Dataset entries

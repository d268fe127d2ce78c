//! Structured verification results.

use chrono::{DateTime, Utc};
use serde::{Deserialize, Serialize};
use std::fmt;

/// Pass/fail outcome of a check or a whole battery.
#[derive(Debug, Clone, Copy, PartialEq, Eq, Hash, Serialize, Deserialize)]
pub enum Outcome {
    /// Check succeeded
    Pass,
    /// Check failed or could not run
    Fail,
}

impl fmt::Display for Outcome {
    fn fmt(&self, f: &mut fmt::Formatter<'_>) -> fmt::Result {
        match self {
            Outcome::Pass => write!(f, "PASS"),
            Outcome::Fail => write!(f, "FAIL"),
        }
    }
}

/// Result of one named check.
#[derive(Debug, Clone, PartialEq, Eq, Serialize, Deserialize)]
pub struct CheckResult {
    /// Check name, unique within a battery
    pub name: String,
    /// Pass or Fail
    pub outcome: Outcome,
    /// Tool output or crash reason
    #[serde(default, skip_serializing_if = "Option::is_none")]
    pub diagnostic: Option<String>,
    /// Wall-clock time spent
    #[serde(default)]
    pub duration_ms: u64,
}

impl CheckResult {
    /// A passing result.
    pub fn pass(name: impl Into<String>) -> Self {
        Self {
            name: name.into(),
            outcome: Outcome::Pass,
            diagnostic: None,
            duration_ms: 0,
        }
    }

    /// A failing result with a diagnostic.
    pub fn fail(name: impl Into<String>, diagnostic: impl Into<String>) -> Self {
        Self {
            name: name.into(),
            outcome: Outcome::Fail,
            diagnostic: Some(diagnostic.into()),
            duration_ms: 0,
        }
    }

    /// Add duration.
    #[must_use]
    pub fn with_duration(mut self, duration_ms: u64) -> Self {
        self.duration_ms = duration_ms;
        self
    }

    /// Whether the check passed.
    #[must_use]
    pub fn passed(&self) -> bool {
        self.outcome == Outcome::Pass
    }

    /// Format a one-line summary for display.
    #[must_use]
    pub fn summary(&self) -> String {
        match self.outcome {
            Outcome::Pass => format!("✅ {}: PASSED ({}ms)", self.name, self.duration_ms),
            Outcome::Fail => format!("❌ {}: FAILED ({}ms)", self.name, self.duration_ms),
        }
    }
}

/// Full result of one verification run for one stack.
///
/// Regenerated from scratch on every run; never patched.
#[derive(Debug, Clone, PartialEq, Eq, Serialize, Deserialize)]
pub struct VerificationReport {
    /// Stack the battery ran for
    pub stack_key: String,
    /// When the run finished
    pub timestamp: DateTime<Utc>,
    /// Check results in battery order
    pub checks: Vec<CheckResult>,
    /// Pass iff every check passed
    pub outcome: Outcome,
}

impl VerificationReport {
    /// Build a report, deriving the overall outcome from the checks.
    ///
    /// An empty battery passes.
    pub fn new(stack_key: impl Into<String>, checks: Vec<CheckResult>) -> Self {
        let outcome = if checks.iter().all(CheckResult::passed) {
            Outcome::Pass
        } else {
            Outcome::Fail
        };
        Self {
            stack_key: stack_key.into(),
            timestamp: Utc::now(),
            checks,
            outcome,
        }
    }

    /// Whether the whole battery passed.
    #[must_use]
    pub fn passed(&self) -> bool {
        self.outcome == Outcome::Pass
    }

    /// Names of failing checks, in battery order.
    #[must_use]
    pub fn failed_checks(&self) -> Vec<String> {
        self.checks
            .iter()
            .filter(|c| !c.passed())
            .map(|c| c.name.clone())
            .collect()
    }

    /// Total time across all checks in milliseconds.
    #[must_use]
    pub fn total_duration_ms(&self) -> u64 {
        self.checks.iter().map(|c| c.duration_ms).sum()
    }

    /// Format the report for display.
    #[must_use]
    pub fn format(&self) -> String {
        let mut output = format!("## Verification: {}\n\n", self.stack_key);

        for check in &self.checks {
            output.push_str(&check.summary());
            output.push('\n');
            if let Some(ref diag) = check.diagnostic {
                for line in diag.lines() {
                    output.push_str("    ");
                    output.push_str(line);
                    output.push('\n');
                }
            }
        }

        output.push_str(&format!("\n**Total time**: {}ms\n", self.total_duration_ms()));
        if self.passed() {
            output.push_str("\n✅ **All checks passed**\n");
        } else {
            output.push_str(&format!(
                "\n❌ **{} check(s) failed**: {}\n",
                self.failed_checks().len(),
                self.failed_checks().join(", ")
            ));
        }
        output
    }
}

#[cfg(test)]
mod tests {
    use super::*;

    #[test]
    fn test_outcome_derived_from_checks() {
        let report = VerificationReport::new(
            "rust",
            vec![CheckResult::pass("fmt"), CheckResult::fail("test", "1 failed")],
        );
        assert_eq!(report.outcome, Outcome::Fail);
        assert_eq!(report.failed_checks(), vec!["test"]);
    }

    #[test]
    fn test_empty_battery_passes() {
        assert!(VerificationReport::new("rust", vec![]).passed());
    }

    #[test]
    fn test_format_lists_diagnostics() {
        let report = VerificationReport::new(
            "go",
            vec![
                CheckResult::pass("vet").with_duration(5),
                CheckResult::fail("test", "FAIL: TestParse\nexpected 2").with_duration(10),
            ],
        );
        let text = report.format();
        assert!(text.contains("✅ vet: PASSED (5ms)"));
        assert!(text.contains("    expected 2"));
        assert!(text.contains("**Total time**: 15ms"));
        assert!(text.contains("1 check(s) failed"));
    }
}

§ **Your assignment**
The records above must be retyped in full. Keep each one exactly as it is.

§ **Finished task**
repository d268fe127d2ce78c
//! Structured verification results.

use chrono::{DateTime, Utc};
use serde::{Deserialize, Serialize};
use std::fmt;

/// Pass/fail outcome of a check or a whole battery.
#[derive(Debug, Clone, Copy, PartialEq, Eq, Hash, Serialize, Deserialize)]
pub enum Outcome {
    /// Check succeeded
    Pass,
    /// Check failed or could not run
    Fail,
}

impl fmt::Display for Outcome {
    fn fmt(&self, f: &mut fmt::Formatter<'_>) -> fmt::Result {
        match self {
            Outcome::Pass => write!(f, "PASS"),
            Outcome::Fail => write!(f, "FAIL"),
        }
    }
}

/// Result of one named check.
#[derive(Debug, Clone, PartialEq, Eq, Serialize, Deserialize)]
pub struct CheckResult {
    /// Check name, unique within a battery
    pub name: String,
    /// Pass or Fail
    pub outcome: Outcome,
    /// Tool output or crash reason
    #[serde(default, skip_serializing_if = "Option::is_none")]
    pub diagnostic: Option<String>,
    /// Wall-clock time spent
    #[serde(default)]
    pub duration_ms: u64,
}

impl CheckResult {
    /// A passing result.
    pub fn pass(name: impl Into<String>) -> Self {
        Self {
            name: name.into(),
            outcome: Outcome::Pass,
            diagnostic: None,
            duration_ms: 0,
        }
    }

    /// A failing result with a diagnostic.
    pub fn fail(name: impl Into<String>, diagnostic: impl Into<String>) -> Self {
        Self {
            name: name.into(),
            outcome: Outcome::Fail,
            diagnostic: Some(diagnostic.into()),
            duration_ms: 0,
        }
    }

    /// Add duration.
    #[must_use]
    pub fn with_duration(mut self, duration_ms: u64) -> Self {
        self.duration_ms = duration_ms;
        self
    }

    /// Whether the check passed.
    #[must_use]
    pub fn passed(&self) -> bool {
        self.outcome == Outcome::Pass
    }

    /// Format a one-line summary for display.
    #[must_use]
    pub fn summary(&self) -> String {
        match self.outcome {
            Outcome::Pass => format!("✅ {}: PASSED ({}ms)", self.name, self.duration_ms),
            Outcome::Fail => format!("❌ {}: FAILED ({}ms)", self.name, self.duration_ms),
        }
    }
}

/// Full result of one verification run for one stack.
///
/// Regenerated from scratch on every run; never patched.
#[derive(Debug, Clone, PartialEq, Eq, Serialize, Deserialize)]
pub struct VerificationReport {
    /// Stack the battery ran for
    pub stack_key: String,
    /// When the run finished
    pub timestamp: DateTime<Utc>,
    /// Check results in battery order
    pub checks: Vec<CheckResult>,
    /// Pass iff every check passed
    pub outcome: Outcome,
}

impl VerificationReport {
    /// Build a report, deriving the overall outcome from the checks.
    ///
    /// An empty battery passes.
    pub fn new(stack_key: impl Into<String>, checks: Vec<CheckResult>) -> Self {
        let outcome = if checks.iter().all(CheckResult::passed) {
            Outcome::Pass
        } else {
            Outcome::Fail
        };
        Self {
            stack_key: stack_key.into(),
            timestamp: Utc::now(),
            checks,
            outcome,
        }
    }

    /// Whether the whole battery passed.
    #[must_use]
    pub fn passed(&self) -> bool {
        self.outcome == Outcome::Pass
    }

    /// Names of failing checks, in battery order.
    #[must_use]
    pub fn failed_checks(&self) -> Vec<String> {
        self.checks
            .iter()
            .filter(|c| !c.passed())
            .map(|c| c.name.clone())
            .collect()
    }

    /// Total time across all checks in milliseconds.
    #[must_use]
    pub fn total_duration_ms(&self) -> u64 {
        self.checks.iter().map(|c| c.duration_ms).sum()
    }

    /// Format the report for display.
    #[must_use]
    pub fn format(&self) -> String {
        let mut output = format!("## Verification: {}\n\n", self.stack_key);

        for check in &self.checks {
            output.push_str(&check.summary());
            output.push('\n');
            if let Some(ref diag) = check.diagnostic {
                for line in diag.lines() {
                    output.push_str("    ");
                    output.push_str(line);
                    output.push('\n');
                }
            }
        }

        output.push_str(&format!("\n**Total time**: {}ms\n", self.total_duration_ms()));
        if self.passed() {
            output.push_str("\n✅ **All checks passed**\n");
        } else {
            output.push_str(&format!(
                "\n❌ **{} check(s) failed**: {}\n",
                self.failed_checks().len(),
                self.failed_checks().join(", ")
            ));
        }
        output
    }
}

#[cfg(test)]
mod tests {
    use super::*;

    #[test]
    fn test_outcome_derived_from_checks() {
        let report = VerificationReport::new(
            "rust",
            vec![CheckResult::pass("fmt"), CheckResult::fail("test", "1 failed")],
        );
        assert_eq!(report.outcome, Outcome::Fail);
        assert_eq!(report.failed_checks(), vec!["test"]);
    }

    #[test]
    fn test_empty_battery_passes() {
        assert!(VerificationReport::new("rust", vec![]).passed());
    }

    #[test]
    fn test_format_lists_diagnostics() {
        let report = VerificationReport::new(
            "go",
            vec![
                CheckResult::pass("vet").with_duration(5),
                CheckResult::fail("test", "FAIL: TestParse\nexpected 2").with_duration(10),
            ],
        );
        let text = report.format();
        assert!(text.contains("✅ vet: PASSED (5ms)"));
        assert!(text.contains("    expected 2"));
        assert!(text.contains("**Total time**: 15ms"));
        assert!(text.contains("1 check(s) failed"));
    }
}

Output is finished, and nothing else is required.